_Stored data entries_
====

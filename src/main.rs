use clap::{Parser, Subcommand};
use std::process::ExitCode;
use tokio::runtime::Runtime;
use tracing_subscriber::{layer::SubscriberExt, util::SubscriberInitExt};

use hitlens::cli::commands::{self, FeatureArgs};
use hitlens::cli::{CommandContext, OutputFormat};
use hitlens::config::ConfigFormat;

#[derive(Parser)]
#[command(name = "hitlens")]
#[command(version, about = "Hit/miss predictions and similar tracks from audio features")]
struct Cli {
    #[command(subcommand)]
    command: Commands,

    /// Service base URL (overrides config and HITLENS_API_URL)
    #[arg(long, global = true)]
    api_url: Option<String>,

    #[arg(long, global = true)]
    verbose: bool,

    #[arg(long, short, global = true)]
    quiet: bool,
}

#[derive(Subcommand)]
enum Commands {
    /// Predict hit/miss for a track and list similar tracks
    Predict {
        #[command(flatten)]
        features: FeatureArgs,
    },

    /// Check feature values without contacting the service
    Validate {
        #[command(flatten)]
        features: FeatureArgs,
    },

    /// Show dataset statistics
    Eda {
        #[arg(short = 'f', long, value_enum, default_value_t = OutputFormat::Text)]
        format: OutputFormat,
    },

    /// Check that the service is reachable
    Health,

    /// Inspect configuration
    Config {
        #[command(subcommand)]
        action: ConfigAction,
    },
}

#[derive(Subcommand)]
enum ConfigAction {
    /// Show current configuration (merged from all sources)
    Show {
        #[arg(short = 'f', long, value_enum, default_value_t = ConfigFormat::Toml)]
        format: ConfigFormat,
    },
    /// Show configuration file paths
    Path,
}

/// Set up panic handler for graceful error reporting
fn setup_panic_handler() {
    let default_hook = std::panic::take_hook();

    std::panic::set_hook(Box::new(move |panic_info| {
        let message = if let Some(s) = panic_info.payload().downcast_ref::<&str>() {
            s.to_string()
        } else if let Some(s) = panic_info.payload().downcast_ref::<String>() {
            s.clone()
        } else {
            "Unknown panic".to_string()
        };

        eprintln!("\n\x1b[1;31m━━━ PANIC ━━━\x1b[0m");
        eprintln!("\x1b[31mhitlens encountered an unexpected error:\x1b[0m");
        eprintln!("  {}", message);

        if let Some(location) = panic_info.location() {
            eprintln!(
                "\x1b[90mLocation: {}:{}:{}\x1b[0m",
                location.file(),
                location.line(),
                location.column()
            );
        }
        eprintln!();

        // Default hook prints the backtrace when RUST_BACKTRACE=1
        default_hook(panic_info);
    }));
}

fn main() -> ExitCode {
    setup_panic_handler();

    match run_cli() {
        Ok(()) => ExitCode::SUCCESS,
        Err(e) => {
            eprintln!("\x1b[31mError:\x1b[0m {}", e);
            ExitCode::FAILURE
        }
    }
}

fn run_cli() -> anyhow::Result<()> {
    let cli = Cli::parse();

    let filter = if cli.verbose {
        "debug"
    } else if cli.quiet {
        "error"
    } else {
        "info"
    };

    tracing_subscriber::registry()
        .with(
            tracing_subscriber::EnvFilter::try_from_default_env().unwrap_or_else(|_| filter.into()),
        )
        .with(tracing_subscriber::fmt::layer().with_writer(std::io::stderr))
        .init();

    let api_url = cli.api_url.as_deref();

    match cli.command {
        Commands::Predict { features } => {
            let ctx = CommandContext::load(api_url)?;
            let rt = Runtime::new()?;
            rt.block_on(commands::predict::run(&ctx, &features))?;
        }
        Commands::Validate { features } => {
            commands::validate::run(&features)?;
        }
        Commands::Eda { format } => {
            let ctx = CommandContext::load(api_url)?;
            let rt = Runtime::new()?;
            rt.block_on(commands::eda::run(&ctx, format))?;
        }
        Commands::Health => {
            let ctx = CommandContext::load(api_url)?;
            let rt = Runtime::new()?;
            rt.block_on(commands::health::run(&ctx))?;
        }
        Commands::Config { action } => match action {
            ConfigAction::Show { format } => {
                let ctx = CommandContext::load(api_url)?;
                commands::config::show(&ctx, format)?;
            }
            ConfigAction::Path => {
                commands::config::path()?;
            }
        },
    }

    Ok(())
}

====

_Problem requirements_
Find the lines above that hold "message", then copy each of them.

_Your response_
        let message = if let Some(s) = panic_info.payload().downcast_ref::<&str>() {
        eprintln!("  {}", message);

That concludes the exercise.